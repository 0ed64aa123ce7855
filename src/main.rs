//! certforge – command-line front end for the certificate store and renderer.
//!
//! Usage:
//!   certforge render <id> [--out DIR] [--layout layout.json]
//!   certforge render --record record.json [--out DIR] [--layout layout.json]
//!   certforge create <draft.json> [--photo photo.jpg]
//!   certforge list
//!   certforge show <id>
//!   certforge update <id> <patch.json>
//!   certforge delete <id>
//!   certforge template [output.pdf]
//!
//! Configuration comes from the environment (or `.env`): `CERTFORGE_PUBLIC_DIR`,
//! `CERTFORGE_STORE_DIR`, `CERTFORGE_VERIFY_ORIGIN`.

use std::{env, fs, path::Path, path::PathBuf, process};

use certforge::assets::AssetPaths;
use certforge::config::AppConfig;
use certforge::layout_config::CertificateLayout;
use certforge::pipeline::{deliver, fetch_for_render, Compositor};
use certforge::record::{CertificateRecord, RecordPatch};
use certforge::store::{CertificateService, LocalStore, RecordStore, Upload};
use certforge::templates::blank_template;
use certforge::StoreError;

fn main() {
    env_logger::init();

    let args: Vec<String> = env::args().collect();
    let prog = args.first().map(String::as_str).unwrap_or("certforge");

    let mut positional: Vec<String> = Vec::new();
    let mut out_dir: Option<PathBuf> = None;
    let mut layout_path: Option<PathBuf> = None;
    let mut record_path: Option<PathBuf> = None;
    let mut photo_path: Option<PathBuf> = None;

    let mut iter = args.iter().skip(1);
    while let Some(arg) = iter.next() {
        match arg.as_str() {
            "--out" | "-o" => out_dir = Some(flag_value(prog, arg, iter.next())),
            "--layout" | "-l" => layout_path = Some(flag_value(prog, arg, iter.next())),
            "--record" | "-r" => record_path = Some(flag_value(prog, arg, iter.next())),
            "--photo" | "-p" => photo_path = Some(flag_value(prog, arg, iter.next())),
            "--help" | "-h" => {
                print_usage(prog);
                process::exit(0);
            }
            other if other.starts_with('-') => {
                eprintln!("Unknown flag: {other}");
                print_usage(prog);
                process::exit(1);
            }
            value => positional.push(value.to_string()),
        }
    }

    let Some((command, rest)) = positional.split_first() else {
        print_usage(prog);
        process::exit(1);
    };

    let config = AppConfig::from_env();
    let store = match config.open_store() {
        Ok(store) => store,
        Err(e) => fail(&format!("Error opening store: {e}")),
    };

    match command.as_str() {
        "template" => {
            let output = rest
                .first()
                .map(PathBuf::from)
                .unwrap_or_else(|| config.public_dir.join("templates/certificate.pdf"));
            write_file(&output, &blank_template(612.0, 792.0));
        }
        "render" => {
            let record = match (&record_path, rest.first()) {
                (Some(path), _) => read_record(path),
                (None, Some(id)) => {
                    match fetch_for_render(store.as_ref().map(|s| s as &dyn RecordStore), id) {
                        Ok(record) => record,
                        Err(e) => fail(&format!("Error: {e}")),
                    }
                }
                (None, None) => {
                    eprintln!("Error: render needs a certificate id or --record.");
                    print_usage(prog);
                    process::exit(1);
                }
            };
            let layout = match &layout_path {
                Some(path) => match CertificateLayout::from_json(&read_text(path)) {
                    Ok(layout) => layout,
                    Err(e) => fail(&format!("Error parsing layout '{}': {e}", path.display())),
                },
                None => CertificateLayout::default(),
            };

            let compositor = Compositor::new(
                config.assets(store.as_ref()),
                AssetPaths::default(),
                layout,
            );
            let out_dir = out_dir.unwrap_or_else(|| PathBuf::from("."));
            let mut exit_code = 0;
            compositor.run(&record, |result| match result {
                Ok(output) => {
                    for skipped in &output.report.skipped {
                        eprintln!("Skipped {:?} image: {}", skipped.source, skipped.reason);
                    }
                    match deliver(output, &out_dir) {
                        Ok(path) => eprintln!(
                            "Wrote '{}' ({} bytes)",
                            path.display(),
                            output.bytes.len()
                        ),
                        Err(e) => {
                            eprintln!("Error writing PDF: {e}");
                            exit_code = 1;
                        }
                    }
                }
                Err(e) => {
                    eprintln!("Error generating PDF: {e}");
                    exit_code = 1;
                }
            });
            process::exit(exit_code);
        }
        "create" => {
            let store = require_store(store.as_ref());
            let path = record_path
                .or_else(|| rest.first().map(PathBuf::from))
                .unwrap_or_else(|| fail("Error: create needs a draft record JSON file."));
            let draft: CertificateRecord = match serde_json::from_str(&read_text(&path)) {
                Ok(draft) => draft,
                Err(e) => fail(&format!("Error parsing '{}': {e}", path.display())),
            };
            let photo = photo_path.map(|p| read_upload(&p));

            let service = CertificateService::new(store, config.verify_origin.clone());
            match service.create(draft, photo) {
                Ok(record) => println!("{}", record.to_json()),
                Err(e) => fail(&format!("Error: {e}")),
            }
        }
        "list" => {
            let store = require_store(store.as_ref());
            for record in store.list_all() {
                println!(
                    "{}\t{}\t{}\t{}",
                    record.id,
                    record.certificate_number,
                    record.name,
                    record.created_at.as_deref().unwrap_or("")
                );
            }
        }
        "show" => {
            let store = require_store(store.as_ref());
            let id = rest
                .first()
                .unwrap_or_else(|| fail("Error: show needs a certificate id."));
            match store.get_by_id(id) {
                Some(record) => println!("{}", record.to_json()),
                None => fail(&format!("Error: certificate {id} not found")),
            }
        }
        "update" => {
            let store = require_store(store.as_ref());
            let (Some(id), Some(patch_path)) = (rest.first(), rest.get(1)) else {
                fail("Error: update needs a certificate id and a patch JSON file.");
            };
            let patch: RecordPatch = match serde_json::from_str(&read_text(Path::new(patch_path))) {
                Ok(patch) => patch,
                Err(e) => fail(&format!("Error parsing '{patch_path}': {e}")),
            };
            match store.update(id, &patch) {
                Some(record) => println!("{}", record.to_json()),
                None => fail(&format!("Error: could not update certificate {id}")),
            }
        }
        "delete" => {
            let store = require_store(store.as_ref());
            let id = rest
                .first()
                .unwrap_or_else(|| fail("Error: delete needs a certificate id."));
            let service = CertificateService::new(store, config.verify_origin.clone());
            if !service.delete(id) {
                fail(&format!("Error: could not delete certificate {id}"));
            }
            eprintln!("Deleted {id}");
        }
        other => {
            eprintln!("Unknown command: {other}");
            print_usage(prog);
            process::exit(1);
        }
    }
}

fn flag_value(prog: &str, flag: &str, value: Option<&String>) -> PathBuf {
    match value {
        Some(v) => PathBuf::from(v),
        None => {
            eprintln!("Missing value for {flag}");
            print_usage(prog);
            process::exit(1);
        }
    }
}

fn fail(message: &str) -> ! {
    eprintln!("{message}");
    process::exit(1);
}

fn require_store(store: Option<&LocalStore>) -> &LocalStore {
    match store {
        Some(store) => store,
        None => fail(&format!(
            "Error: {} (set CERTFORGE_STORE_DIR)",
            StoreError::Unavailable
        )),
    }
}

fn read_text(path: &Path) -> String {
    match fs::read_to_string(path) {
        Ok(s) => s,
        Err(e) => fail(&format!("Error reading '{}': {e}", path.display())),
    }
}

fn read_record(path: &Path) -> CertificateRecord {
    match CertificateRecord::from_json(&read_text(path)) {
        Ok(record) => record,
        Err(e) => fail(&format!("Error in record '{}': {e}", path.display())),
    }
}

fn read_upload(path: &Path) -> Upload {
    let text_or_bytes = match fs::read(path) {
        Ok(bytes) => bytes,
        Err(e) => fail(&format!("Error reading '{}': {e}", path.display())),
    };
    if text_or_bytes.starts_with(b"data:") {
        let uri = String::from_utf8_lossy(&text_or_bytes);
        return match Upload::from_data_uri(uri.trim()) {
            Ok(upload) => upload,
            Err(e) => fail(&format!("Error in '{}': {e}", path.display())),
        };
    }
    let content_type = mime_guess::from_path(path)
        .first()
        .map(|m| m.essence_str().to_string())
        .unwrap_or_else(|| "application/octet-stream".to_string());
    Upload {
        bytes: text_or_bytes,
        content_type,
    }
}

fn write_file(output: &Path, bytes: &[u8]) {
    if let Some(parent) = output.parent() {
        if !parent.as_os_str().is_empty() {
            if let Err(e) = fs::create_dir_all(parent) {
                fail(&format!("Error creating output directory: {e}"));
            }
        }
    }
    if let Err(e) = fs::write(output, bytes) {
        fail(&format!("Error writing '{}': {e}", output.display()));
    }
    eprintln!("Wrote '{}' ({} bytes)", output.display(), bytes.len());
}

fn print_usage(prog: &str) {
    eprintln!("certforge – health certificate store and PDF renderer");
    eprintln!();
    eprintln!("Usage:");
    eprintln!("  {prog} render <id> [--out DIR] [--layout layout.json]");
    eprintln!("  {prog} render --record record.json [--out DIR] [--layout layout.json]");
    eprintln!("  {prog} create <draft.json> [--photo photo.jpg]");
    eprintln!("  {prog} list");
    eprintln!("  {prog} show <id>");
    eprintln!("  {prog} update <id> <patch.json>");
    eprintln!("  {prog} delete <id>");
    eprintln!("  {prog} template [output.pdf]");
    eprintln!();
    eprintln!("Flags:");
    eprintln!("  --out, -o      Output directory for rendered PDFs (default: .)");
    eprintln!("  --layout, -l   Layout JSON overriding the stock anchors");
    eprintln!("  --record, -r   Record JSON file instead of a stored id");
    eprintln!("  --photo, -p    Photo file (or file holding a data: URI) for create");
    eprintln!("  --help         Print this message");
    eprintln!();
    eprintln!("Environment:");
    eprintln!("  CERTFORGE_PUBLIC_DIR     Public assets root (default: public)");
    eprintln!("  CERTFORGE_STORE_DIR      Record store directory (unset: no store)");
    eprintln!("  CERTFORGE_VERIFY_ORIGIN  Origin for QR verification links");
}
━━━━━━━━━━
TASK DETAILS
Scan the material above for the string "PathBuf". Return each line where it occurs.

EXERCISE RESULT
use std::{env, fs, path::Path, path::PathBuf, process};
    let mut out_dir: Option<PathBuf> = None;
    let mut layout_path: Option<PathBuf> = None;
    let mut record_path: Option<PathBuf> = None;
    let mut photo_path: Option<PathBuf> = None;
                .map(PathBuf::from)
            let out_dir = out_dir.unwrap_or_else(|| PathBuf::from("."));
                .or_else(|| rest.first().map(PathBuf::from))
fn flag_value(prog: &str, flag: &str, value: Option<&String>) -> PathBuf {
        Some(v) => PathBuf::from(v),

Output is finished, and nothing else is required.